## AIM OF THE TASK
Every line in the entries where "Some" is found should be copied.

## GIVEN ENTRIES
Segment Open

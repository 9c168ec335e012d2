//! BLE Service and Characteristic UUIDs.
//!
//! Contains the UUID constants of the A4WP Wireless Power Transfer Service.

use uuid::Uuid;

/// 16-bit UUID of the Wireless Power Transfer Service, as carried in PRU advertisements.
pub const WPT_SERVICE_UUID16: u16 = 0xFFFE;

/// Full 128-bit form of the Wireless Power Transfer Service UUID.
pub const WPT_SERVICE_UUID: Uuid = Uuid::from_u128(0x0000_fffe_0000_1000_8000_00805f9b34fb);

/// PRU Control characteristic UUID (Read, Write).
pub const PRU_CONTROL_UUID: Uuid = Uuid::from_u128(0x6455_e670_a146_11e2_9e96_0800200c9a67);
/// PTU Static Parameter characteristic UUID (Read, Write).
pub const PTU_STATIC_PARAMETER_UUID: Uuid =
    Uuid::from_u128(0x6455_e671_a146_11e2_9e96_0800200c9a67);
/// PRU Alert characteristic UUID (Read, Notify, Indicate).
pub const PRU_ALERT_UUID: Uuid = Uuid::from_u128(0x6455_e672_a146_11e2_9e96_0800200c9a67);
/// PRU Static Parameter characteristic UUID (Read).
pub const PRU_STATIC_PARAMETER_UUID: Uuid =
    Uuid::from_u128(0x6455_e673_a146_11e2_9e96_0800200c9a67);
/// PRU Dynamic Parameter characteristic UUID (Read).
pub const PRU_DYNAMIC_PARAMETER_UUID: Uuid =
    Uuid::from_u128(0x6455_e674_a146_11e2_9e96_0800200c9a67);

/// Client Characteristic Configuration Descriptor UUID.
pub const CCCD_UUID: Uuid = Uuid::from_u128(0x0000_2902_0000_1000_8000_00805f9b34fb);

/// Lower 96 bits of the Bluetooth Base UUID.
const BLUETOOTH_BASE_LOW: u128 = 0x0000_0000_0000_1000_8000_00805f9b34fb;

/// Expand a 16-bit SIG UUID to its 128-bit form.
pub fn uuid_from_u16(short: u16) -> Uuid {
    Uuid::from_u128(((short as u128) << 96) | BLUETOOTH_BASE_LOW)
}

/// Shorten a 128-bit UUID built on the Bluetooth Base UUID back to 16 bits.
pub fn short_uuid(uuid: &Uuid) -> Option<u16> {
    let value = uuid.as_u128();
    let low = value & ((1u128 << 96) - 1);
    let high = value >> 96;
    if low == BLUETOOTH_BASE_LOW && high <= u16::MAX as u128 {
        Some(high as u16)
    } else {
        None
    }
}

/// Check if a service UUID is the Wireless Power Transfer Service.
pub fn is_wpt_service(uuid: &Uuid) -> bool {
    *uuid == WPT_SERVICE_UUID
}

#[cfg(test)]
mod tests {
    use super::*;

    #[test]
    fn test_uuid_format() {
        let wpt = WPT_SERVICE_UUID.to_string();
        assert!(wpt.starts_with("0000fffe"));

        let control = PRU_CONTROL_UUID.to_string();
        assert!(control.starts_with("6455e670"));
    }

    #[test]
    fn test_short_uuid_roundtrip() {
        assert_eq!(uuid_from_u16(WPT_SERVICE_UUID16), WPT_SERVICE_UUID);
        assert_eq!(short_uuid(&WPT_SERVICE_UUID), Some(0xFFFE));
        assert_eq!(short_uuid(&CCCD_UUID), Some(0x2902));
        assert_eq!(short_uuid(&PRU_ALERT_UUID), None);
    }

    #[test]
    fn test_is_wpt_service() {
        assert!(is_wpt_service(&WPT_SERVICE_UUID));
        assert!(!is_wpt_service(&PRU_CONTROL_UUID));
    }
}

Segment Closed

## EXERCISE SOLUTION
        Some(high as u16)
        assert_eq!(short_uuid(&WPT_SERVICE_UUID), Some(0xFFFE));
        assert_eq!(short_uuid(&CCCD_UUID), Some(0x2902));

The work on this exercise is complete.